Auszug aus den Erwägungen:

Aus den Erwägungen:

    Der Beschwerdeführer macht geltend, mangels eines rechtsgenügenden
Strafantrages könne er nicht nach Art. 220 StGB bestraft werden. Er hält
dafür, dass der Strafantrag, um gültig zu sein, nicht nur von der Mutter,
sondern auch vom Vater der Beatrice R. hätte unterzeichnet werden müssen;
jedenfalls hätte die Mutter nicht ohne Zustimmung des Vaters handeln
dürfen. Dass dieser dem Antrag zugestimmt habe, sei aber nicht erwiesen.

    a) Als Verletzter im Sinne von Art. 28 StGB kommt nach ständiger
Rechtsprechung nur der Träger des unmittelbar angegriffenen Rechtsgutes
in Betracht; wer durch die strafbare Handlung bloss mittelbar (z.B. als
Angehöriger oder Gläubiger) betroffen worden ist, gilt nicht als verletzt
und ist folglich auch nicht antragsberechtigt (BGE 86 IV 82, 87 IV 106).

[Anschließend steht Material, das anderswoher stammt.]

//! PostgreSQL repository tests. They need a live database:
//! `DATABASE_URL=postgres://... cargo test -- --ignored`

use sqlx::PgPool;
use std::sync::Arc;
use verified_shortener::domain::entities::{NewClick, NewShortUrl, RedirectMode, Safety, Verdict};
use verified_shortener::domain::repositories::{ClickRepository, ShortUrlRepository};
use verified_shortener::infrastructure::persistence::{PgClickRepository, PgShortUrlRepository};

fn new_short_url(hash: &str, target: &str) -> NewShortUrl {
    NewShortUrl {
        hash: hash.to_string(),
        target: target.to_string(),
        mode: RedirectMode::Temporary,
        sponsor: Some("acme".to_string()),
        ip: Some("10.0.0.1".to_string()),
    }
}

#[sqlx::test]
#[ignore]
async fn test_insert_creates_unknown_record(pool: PgPool) {
    let repo = PgShortUrlRepository::new(Arc::new(pool));

    let outcome = repo
        .insert_if_absent(new_short_url("2a1b4024", "http://example.com/"))
        .await
        .unwrap();

    assert!(outcome.created);
    assert_eq!(outcome.record.safety, Safety::Unknown);
    assert_eq!(outcome.record.sponsor.as_deref(), Some("acme"));
    assert!(outcome.record.verified_at.is_none());
}

#[sqlx::test]
#[ignore]
async fn test_insert_is_idempotent(pool: PgPool) {
    let repo = PgShortUrlRepository::new(Arc::new(pool));

    repo.insert_if_absent(new_short_url("2a1b4024", "http://example.com/"))
        .await
        .unwrap();
    repo.update_safety("2a1b4024", Verdict::Safe).await.unwrap();

    let again = repo
        .insert_if_absent(new_short_url("2a1b4024", "http://example.com/"))
        .await
        .unwrap();

    assert!(!again.created);
    assert_eq!(again.record.safety, Safety::Safe);
}

#[sqlx::test]
#[ignore]
async fn test_update_safety(pool: PgPool) {
    let repo = PgShortUrlRepository::new(Arc::new(pool));
    repo.insert_if_absent(new_short_url("2a1b4024", "http://example.com/"))
        .await
        .unwrap();

    assert!(repo.update_safety("2a1b4024", Verdict::Unsafe).await.unwrap());
    assert!(!repo.update_safety("missing", Verdict::Safe).await.unwrap());

    let record = repo.find_by_hash("2a1b4024").await.unwrap().unwrap();
    assert_eq!(record.safety, Safety::Unsafe);
    assert!(record.verified_at.is_some());
}

#[sqlx::test]
#[ignore]
async fn test_pending_and_counts(pool: PgPool) {
    let repo = PgShortUrlRepository::new(Arc::new(pool));
    for (hash, target) in [
        ("aaaaaaaa", "http://a.example/"),
        ("bbbbbbbb", "http://b.example/"),
        ("cccccccc", "http://c.example/"),
    ] {
        repo.insert_if_absent(new_short_url(hash, target))
            .await
            .unwrap();
    }
    repo.update_safety("bbbbbbbb", Verdict::Safe).await.unwrap();

    let pending = repo.list_pending(10).await.unwrap();
    assert_eq!(pending.len(), 2);
    assert!(pending.iter().all(|r| r.safety == Safety::Unknown));

    assert_eq!(repo.count_by_safety(Safety::Unknown).await.unwrap(), 2);
    assert_eq!(repo.count_by_safety(Safety::Safe).await.unwrap(), 1);
    assert_eq!(repo.count_by_safety(Safety::Unsafe).await.unwrap(), 0);
    assert!(repo.health_check().await);
}

#[sqlx::test]
#[ignore]
async fn test_clicks_round_trip(pool: PgPool) {
    let pool = Arc::new(pool);
    let short_urls = PgShortUrlRepository::new(pool.clone());
    let clicks = PgClickRepository::new(pool);

    short_urls
        .insert_if_absent(new_short_url("2a1b4024", "http://example.com/"))
        .await
        .unwrap();

    for browser in ["Firefox", "Chrome"] {
        clicks
            .record(NewClick {
                hash: "2a1b4024".to_string(),
                ip: Some("127.0.0.1".to_string()),
                browser: Some(browser.to_string()),
                platform: Some("Linux".to_string()),
                referrer: None,
            })
            .await
            .unwrap();
    }

    assert_eq!(clicks.count().await.unwrap(), 2);
    let listed = clicks.list_by_hash("2a1b4024", 1).await.unwrap();
    assert_eq!(listed.len(), 1);
    assert_eq!(listed[0].hash, "2a1b4024");
}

    Art. 220 StGB will im Unterschied zu Art. 185 StGB nicht die
Freiheit der unmündigen Person, sondern vor allem die Ausübung der
Rechte und Pflichten schützen, die dem Inhaber der elterlichen Gewalt
über den Unmündigen zustehen (vgl. HAFTER, Bes. Teil S. 443). Der Schutz
kommt freilich stets auch dem Minderjährigen zugute, da die elterliche
Gewalt ihren Sinn und Zweck im Wohle des Kindes hat. Ob die unmündige
Person deshalb als durch die Tat verletzt anzusehen sei, wenn sie den
Eltern entzogen oder vorenthalten wird, kann dahingestellt bleiben. Denn
verletzt sind auf jeden Fall die Eltern selber, hat die Tat für sie doch
zur Folge, dass sie ihre Befugnisse dem Kinde gegenüber nicht mehr ausüben
können. Wenn sie die Bestrafung des Täters verlangen, handeln sie daher
als unmittelbar betroffene Gewalthaber aus eigenem, nicht abgeleitetem
Rechte. Art. 28 StGB dient, zumal in Verbindung mit Art. 220 StGB, nicht
nur dem Schutze materieller Interessen, bei deren Verletzung übrigens
unabhängig vom Strafverfahren Schadenersatz verlangt werden kann, sondern
auch und in erster Linie dem Schutze ideeller Werte. Zu diesen gehört
auch das Interesse der Eltern, in der Ausübung ihrer Befugnisse über das
Kind nicht gestört zu werden (vgl. BGE 87 IV 110 Nr. 24).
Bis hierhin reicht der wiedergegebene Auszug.